The coronavirus pandemic has taken a serious toll on the nation’s real estate market as economic uncertainty and business closures have stifled activity.

The trend isn’t expected to get better any time soon as forecasts for 2021 appear equally as gloomy because of the impact from COVID-19. The only winners so far are data centers, cold-storage warehouses, and industrial manufacturing sites, according to commercial real estate market veterans like Paul Daneshrad.

The reality is since March when the pandemic began, business closures, layoffs, forced shutdowns, and uncertainty about when workers will return to the office has caused buyers to sit on the sidelines. As COVID-19 infection numbers continue to rise, with three separate surges in cases, hospitalizations and deaths recorded this year, there is decreased interest to invest at this point in commercial real estate.

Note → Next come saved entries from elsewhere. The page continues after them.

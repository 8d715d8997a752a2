//! # Delivery execution state machine.
//!
//! ```text
//!            enqueue (idle)                     last stop reached
//!   Idle ───────────────────► MovingToDemand(0) ──► … ──► ReturningToDepot
//!    ▲                          │ stop i reached                │
//!    │                          ▼                               │ depot reached
//!    │                   MovingToDemand(i+1)                    │
//!    └───────────── queue empty ◄───────────────────────────────┘
//!                   queue non-empty → next route starts on the same tick
//! ```
//!
//! Every tick moves the worker by `speed` toward its target. A target counts as
//! reached once it is within `arrival_threshold`; the position then snaps onto it.
//! At most one target is reached per tick.

use std::collections::VecDeque;

use crate::model::{DemandId, Location, RouteId};
use crate::protocol::RouteProposal;

/// What a worker has to drive for one accepted route.
#[derive(Debug, Clone, PartialEq)]
pub(crate) struct Itinerary {
    pub route: RouteId,
    pub stops: Vec<(DemandId, Location)>,
}

impl From<&RouteProposal> for Itinerary {
    fn from(p: &RouteProposal) -> Self {
        Self {
            route: p.route_id,
            stops: p.demand_ids.iter().copied().zip(p.coords.iter().copied()).collect(),
        }
    }
}

#[derive(Debug, Clone, Copy, PartialEq, Eq)]
pub(crate) enum Phase {
    Idle,
    MovingToDemand(usize),
    ReturningToDepot,
}

/// Observable step of the state machine.
#[derive(Debug, Clone, PartialEq)]
pub(crate) enum Progress {
    Started { route: RouteId, stops: usize },
    Visited { route: RouteId, demand: DemandId, at: Location },
    Returning { route: RouteId },
    Returned { route: RouteId, at: Location },
    DriftCorrected { from: Location },
}

#[derive(Debug)]
pub(crate) struct Execution {
    position: Location,
    depot: Location,
    speed: f64,
    threshold: f64,
    phase: Phase,
    active: Option<Itinerary>,
    queue: VecDeque<Itinerary>,
}

impl Execution {
    pub(crate) fn new(depot: Location, speed: f64, threshold: f64) -> Self {
        Self {
            position: depot,
            depot,
            speed,
            threshold,
            phase: Phase::Idle,
            active: None,
            queue: VecDeque::new(),
        }
    }

    pub(crate) fn position(&self) -> Location {
        self.position
    }

    pub(crate) fn depot(&self) -> Location {
        self.depot
    }

    #[cfg(test)]
    pub(crate) fn phase(&self) -> Phase {
        self.phase
    }

    pub(crate) fn active_route(&self) -> Option<RouteId> {
        self.active.as_ref().map(|i| i.route)
    }

    /// Routes waiting behind the active one.
    pub(crate) fn queued(&self) -> usize {
        self.queue.len()
    }

    /// Moves the home depot. The worker is not moved.
    pub(crate) fn set_depot(&mut self, depot: Location) {
        self.depot = depot;
    }

    /// Appends a route; starts it right away when idle.
    pub(crate) fn enqueue(&mut self, itinerary: Itinerary) -> Vec<Progress> {
        self.queue.push_back(itinerary);
        let mut out = Vec::new();
        if self.phase == Phase::Idle {
            self.start_next(&mut out);
        }
        out
    }

    fn start_next(&mut self, out: &mut Vec<Progress>) {
        let Some(next) = self.queue.pop_front() else {
            self.phase = Phase::Idle;
            return;
        };
        out.push(Progress::Started {
            route: next.route,
            stops: next.stops.len(),
        });
        if next.stops.is_empty() {
            out.push(Progress::Returning { route: next.route });
            self.phase = Phase::ReturningToDepot;
        } else {
            self.phase = Phase::MovingToDemand(0);
        }
        self.active = Some(next);
    }

    fn target(&self) -> Option<Location> {
        match self.phase {
            Phase::Idle => None,
            Phase::MovingToDemand(i) => self
                .active
                .as_ref()
                .and_then(|r| r.stops.get(i))
                .map(|(_, at)| *at),
            Phase::ReturningToDepot => Some(self.depot),
        }
    }

    /// Advances one movement tick.
    pub(crate) fn tick(&mut self) -> Vec<Progress> {
        let mut out = Vec::new();
        let Some(target) = self.target() else {
            if self.phase != Phase::Idle {
                // Stop index past the itinerary: head home.
                self.phase = Phase::ReturningToDepot;
            }
            return out;
        };

        if self.position.distance_to(&target) > self.threshold {
            self.position = self.position.step_toward(&target, self.speed);
            if self.position.distance_to(&target) > self.threshold {
                return out;
            }
        }
        self.position = target;
        self.arrive(&mut out);
        out
    }

    fn arrive(&mut self, out: &mut Vec<Progress>) {
        let Some(active) = self.active.as_ref() else {
            self.phase = Phase::Idle;
            return;
        };
        let route = active.route;

        match self.phase {
            Phase::MovingToDemand(i) => {
                if let Some((demand, at)) = active.stops.get(i) {
                    out.push(Progress::Visited {
                        route,
                        demand: *demand,
                        at: *at,
                    });
                }
                if i + 1 < active.stops.len() {
                    self.phase = Phase::MovingToDemand(i + 1);
                } else {
                    self.phase = Phase::ReturningToDepot;
                    out.push(Progress::Returning { route });
                }
            }
            Phase::ReturningToDepot => {
                out.push(Progress::Returned {
                    route,
                    at: self.position,
                });
                self.active = None;
                self.start_next(out);
            }
            Phase::Idle => {}
        }
    }

    /// Snaps an idle worker that wandered off back onto its depot and starts any
    /// queued route.
    pub(crate) fn correct_drift(&mut self) -> Vec<Progress> {
        let mut out = Vec::new();
        if self.phase != Phase::Idle {
            return out;
        }
        if self.position.distance_to(&self.depot) > self.threshold {
            out.push(Progress::DriftCorrected {
                from: self.position,
            });
            self.position = self.depot;
        }
        self.start_next(&mut out);
        out
    }
}

#[cfg(test)]
mod tests {
    use super::*;

    fn itinerary(route: u64, stops: &[(u64, f64, f64)]) -> Itinerary {
        Itinerary {
            route: RouteId(route),
            stops: stops
                .iter()
                .map(|(id, x, y)| (DemandId(*id), Location::new(*x, *y)))
                .collect(),
        }
    }

    fn run_until_idle(exec: &mut Execution, max_ticks: usize) -> Vec<Progress> {
        let mut all = Vec::new();
        for _ in 0..max_ticks {
            all.extend(exec.tick());
            if exec.phase() == Phase::Idle {
                break;
            }
        }
        all
    }

    #[test]
    fn drives_stops_in_order_and_returns() {
        let mut exec = Execution::new(Location::ORIGIN, 1.0, 1.0);
        let started = exec.enqueue(itinerary(1, &[(10, 3.0, 0.0), (11, 3.0, 4.0)]));
        assert_eq!(
            started,
            vec![Progress::Started {
                route: RouteId(1),
                stops: 2
            }]
        );

        let progress = run_until_idle(&mut exec, 50);
        let visited: Vec<_> = progress
            .iter()
            .filter_map(|p| match p {
                Progress::Visited { demand, .. } => Some(demand.0),
                _ => None,
            })
            .collect();
        assert_eq!(visited, vec![10, 11]);
        assert!(matches!(progress.last(), Some(Progress::Returned { route, .. }) if route.0 == 1));
        assert_eq!(exec.position(), Location::ORIGIN);
        assert_eq!(exec.active_route(), None);
    }

    #[test]
    fn movement_is_capped_per_tick() {
        let mut exec = Execution::new(Location::ORIGIN, 1.0, 0.5);
        exec.enqueue(itinerary(1, &[(1, 10.0, 0.0)]));
        assert!(exec.tick().is_empty());
        assert_eq!(exec.position(), Location::new(1.0, 0.0));
    }

    #[test]
    fn second_route_waits_then_starts_on_return() {
        let mut exec = Execution::new(Location::ORIGIN, 2.0, 1.0);
        exec.enqueue(itinerary(1, &[(1, 2.0, 0.0)]));
        assert!(exec.enqueue(itinerary(2, &[(2, 0.0, 2.0)])).is_empty());
        assert_eq!(exec.queued(), 1);

        let mut seen = Vec::new();
        for _ in 0..10 {
            seen.extend(exec.tick());
            if exec.active_route() == Some(RouteId(2)) {
                break;
            }
        }
        let returned = seen
            .iter()
            .position(|p| matches!(p, Progress::Returned { route, .. } if route.0 == 1));
        let started = seen
            .iter()
            .position(|p| matches!(p, Progress::Started { route, .. } if route.0 == 2));
        assert!(returned.is_some() && started > returned);
        assert_eq!(exec.queued(), 0);
    }

    #[test]
    fn drift_snaps_idle_worker_home() {
        let mut exec = Execution::new(Location::ORIGIN, 1.0, 1.0);
        exec.set_depot(Location::new(5.0, 0.0));
        assert_eq!(exec.position(), Location::ORIGIN);

        let out = exec.correct_drift();
        assert_eq!(
            out,
            vec![Progress::DriftCorrected {
                from: Location::ORIGIN
            }]
        );
        assert_eq!(exec.position(), Location::new(5.0, 0.0));
        assert!(exec.correct_drift().is_empty());
    }

    #[test]
    fn empty_route_goes_straight_home() {
        let mut exec = Execution::new(Location::ORIGIN, 1.0, 1.0);
        let out = exec.enqueue(itinerary(4, &[]));
        assert_eq!(out.len(), 2);
        assert_eq!(exec.phase(), Phase::ReturningToDepot);
        let done = exec.tick();
        assert!(matches!(done.as_slice(), [Progress::Returned { .. }]));
        assert_eq!(exec.phase(), Phase::Idle);
    }
}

Even with vaccines for COVID-19 being rolled out, there are still too many unknowns about the future of business activity in the U.S. to help the struggling commercial real estate market recover. As a sign of the harsh economic times, leaders in New York City’s devastating commercial real estate market have proposed converting about 1 million square feet of prime Manhattan office space into housing in an effort to avoid a potential collapse in property values, according to the New York Times. 

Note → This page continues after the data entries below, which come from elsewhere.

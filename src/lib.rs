//! # routevisor
//!
//! **Routevisor** runs a small fleet of delivery agents: one coordinator that
//! plans capacitated vehicle routes and any number of vehicle workers that accept
//! and drive them. Agents talk through typed mailboxes using a compact
//! `KEY:value|KEY:value` message protocol; every step of the negotiation is
//! published as an [`Event`] on a broadcast [`Bus`].
//!
//! ## Architecture
//! ### Overview
//! ```text
//!   BatchSource (HTTP, in-memory, snapshot)     FleetHandle::submit()
//!          │ poll_next_batch()                          │
//!          ▼                                            │
//!   ┌──────────────┐   Command::Submit                  │
//!   │    poller    ├──────────────────────┐             │
//!   └──────────────┘                      ▼             ▼
//! ┌───────────────────────────────────────────────────────────────────┐
//! │  CoordinatorActor                                                 │
//! │  - FIFO batch queue + unplaced buffer (Reconciler)                │
//! │  - capability round (CapabilityCollector)                         │
//! │  - RouteSolver::solve()                                           │
//! │  - proposals (Dispatch) + rejection policy                        │
//! └──────┬──────────────────┬──────────────────┬───────────────┬──────┘
//!        │ Envelope         │ Envelope         │ Envelope      │ SolutionReport
//!        ▼                  ▼                  ▼               ▼
//!     ┌──────────────┐   ┌──────────────┐   ┌──────────────┐  submit_solution()
//!     │ WorkerActor  │   │ WorkerActor  │   │ WorkerActor  │
//!     │ (Execution)  │   │ (Execution)  │   │ (Execution)  │
//!     └┬─────────────┘   └┬─────────────┘   └┬─────────────┘
//!      │ Events           │                  │
//!      ▼                  ▼                  ▼
//! ┌───────────────────────────────────────────────────────────────────┐
//! │                        Bus (broadcast channel)                    │
//! │                    (capacity: Config::bus_capacity)               │
//! └─────────────────────────────────┬─────────────────────────────────┘
//!                                   ▼
//!                       ┌────────────────────────┐
//!                       │  subscriber_listener   │
//!                       │       (in Fleet)       │
//!                       └───────────┬────────────┘
//!                                   ▼
//!                             SubscriberSet
//!                           (per-sub queues)
//!                        ┌──────────┼──────────┐
//!                        ▼          ▼          ▼
//!                    LogWriter JournalWriter  custom
//! ```
//!
//! ### Planning round
//! ```text
//! tick ──► scheduler::decide(busy, queue, buffer)
//!   ├─ Busy        ─► wait
//!   ├─ FlushBuffer ─► synthetic batch from the unplaced buffer
//!   ├─ NextBatch   ─► pop the queue front
//!   └─ Idle        ─► wait
//!
//! QUERY_CAPABILITY ─► every registered worker
//!   └─ collect until all answered, or the timeout with at least one answer
//! solve(depot, demands, capabilities)
//!   ├─ reconcile: unplaced ─► buffer, repeat offenders ─► abandoned
//!   ├─ submit SolutionReport to the source
//!   └─ ROUTE_ASSIGNMENT ─► each chosen worker
//!        ├─ ROUTE_ACCEPTED ─► RouteAccepted
//!        └─ ROUTE_REJECTED ─► rejection policy (buffer or drop)
//! settle ─► RoundCompleted
//! ```
//!
//! ## Features
//! | Area              | Description                                                      | Key types / traits                        |
//! |-------------------|------------------------------------------------------------------|-------------------------------------------|
//! | **Runtime**       | Assemble, run and stop a fleet with a shutdown grace period.     | [`FleetBuilder`], [`Fleet`], [`FleetHandle`] |
//! | **Planning**      | Pluggable route solver, greedy nearest-neighbour by default.     | [`RouteSolver`], [`GreedySolver`]         |
//! | **Sources**       | Where batches come from and where reports go.                    | [`BatchSource`], [`InMemorySource`], [`SnapshotSource`] |
//! | **Protocol**      | Typed agent messages over the `KEY:value` wire format.           | [`Envelope`], [`Content`]                 |
//! | **Subscriber API**| Hook into fleet events (logging, journaling, custom sinks).      | [`Subscribe`], [`JournalWriter`]          |
//! | **Policies**      | Poll backoff, jitter and rejection handling.                     | [`BackoffPolicy`], [`RejectionPolicy`]    |
//! | **Configuration** | Defaults, TOML loading, validation.                              | [`Config`]                                |
//!
//! ## Optional features
//! - `logging` (default): exports [`LogWriter`] and [`init_tracing`].
//! - `http`: exports [`HttpSource`], a `reqwest` client for the solve endpoint.
//!
//! ## Example
//! ```rust,no_run
//! use std::sync::Arc;
//! use routevisor::{Batch, Config, Demand, FleetBuilder, InMemorySource, Location, WorkerSpec};
//!
//! #[tokio::main(flavor = "current_thread")]
//! async fn main() -> Result<(), Box<dyn std::error::Error>> {
//!     let source = Arc::new(InMemorySource::new());
//!     source.push(Batch::fresh(
//!         "b-1",
//!         vec![
//!             Demand::new(1, 5, Location::new(10.0, 0.0)),
//!             Demand::new(2, 5, Location::new(0.0, 10.0)),
//!         ],
//!     ))
//!     .await;
//!
//!     let fleet = FleetBuilder::new(Config::default())
//!         .with_source(source.clone())
//!         .with_workers((1..=2).map(|i| WorkerSpec::new(format!("truck-{i}"), 20, 500.0)))
//!         .build()?;
//!
//!     // Ctrl-C or handle.shutdown() stops the fleet.
//!     fleet.run().await?;
//!     Ok(())
//! }
//! ```
mod config;
mod coordinator;
mod core;
mod directory;
mod error;
mod events;
mod model;
mod policies;
mod protocol;
mod solver;
mod source;
mod subscribers;
mod worker;

// ---- Public re-exports ----

pub use config::{Config, CoordinatorConfig, PollConfig, WorkerConfig};
pub use coordinator::{CoordinatorHandle, CoordinatorSnapshot};
pub use core::{Fleet, FleetBuilder, FleetHandle, WorkerSpec};
pub use directory::{AgentKind, Directory, Mailbox};
pub use error::{ConfigError, DirectoryError, ProtocolError, RuntimeError, SolveError, SourceError};
pub use events::{Bus, Event, EventKind};
pub use model::{
    Batch, BatchId, Demand, DemandId, DemandRecord, Location, Route, RouteId, RouteReport,
    SolutionReport, WorkerCapability,
};
pub use policies::{BackoffPolicy, JitterPolicy, RejectionPolicy};
pub use protocol::{
    CapabilityReport, Content, ConversationId, Envelope, Performative, ROUTE_ASSIGNMENT_ONTOLOGY,
    RejectReason, RouteAccepted, RouteProposal, RouteRejected, is_valid_name,
};
pub use solver::{GreedySolver, PlannedRoute, RouteSolver, Solution};
pub use source::{BatchSource, InMemorySource, SnapshotSource, run_poller};
pub use subscribers::{JournalWriter, Subscribe, SubscriberSet};

// Optional: `reqwest` client for the solve endpoint.
// Enable with: `--features http`
#[cfg(feature = "http")]
pub use source::HttpSource;

// Optional: tracing-backed subscriber and subscriber setup.
// Enable with: `--features logging`
#[cfg(feature = "logging")]
pub use subscribers::{LogWriter, init_tracing};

The challenges of the commercial real estate market come as residential real estate remains relatively robust during the pandemic. The National Association of Realtors reports continued growth in existing-home sales, up for the fourth consecutive month in September to 6.5 million nationwide. That’s up 9.4 percent from August and it is a 21 percent increase from one year ago, according to the national Realtors group.

One of the main areas hit hard by the economic fallout from the pandemic has been retail, with more retailer businesses going bankrupt in 2020 than during the Great Recession of 2008. And hit especially hard have been department stores and apparel stores, according to Yahoo Finance. As consumers stay inside and shop online from their homes, brick-and-mortar retailers are forced to use up their cash reserves to stay afloat. That continued trend is expected to create more vacancies in retail properties, forcing more landlords who rely on rental payments to default on their loans in the first half of 2021.

After A Harsh 2020, The New Year Looks Bleak For Commercial Real Estate In U.S. as COVID-19 Pandemic Rages On

Also of concern to commercial real estate investors for the coming year is the impact of President-elect Joe Biden’s tax proposals. After Biden takes office in January, industry leaders will be keeping an eye on his efforts to pass a tax plan. During the campaign, he said his broad tax plan would include the elimination of like-kind exchanges, also known as a 1031 exchange. The proposal would impact real estate investors earning more than $400,000 annually.

As more efforts are made to distribute millions of doses of vaccines to U.S. citizens in the coming months, the virus continues to spike throughout the country with record-breaking numbers of infections, hospitalizations, and deaths. The vaccines offer some hope that the surge in COVID-19 activity could diminish early in 2021. But the virus’s impact on commercial real estate is expected to continue long into the year as businesses struggle to recover and employers reconsider how to use office space once vacated to help reduce the spread of COVID-19.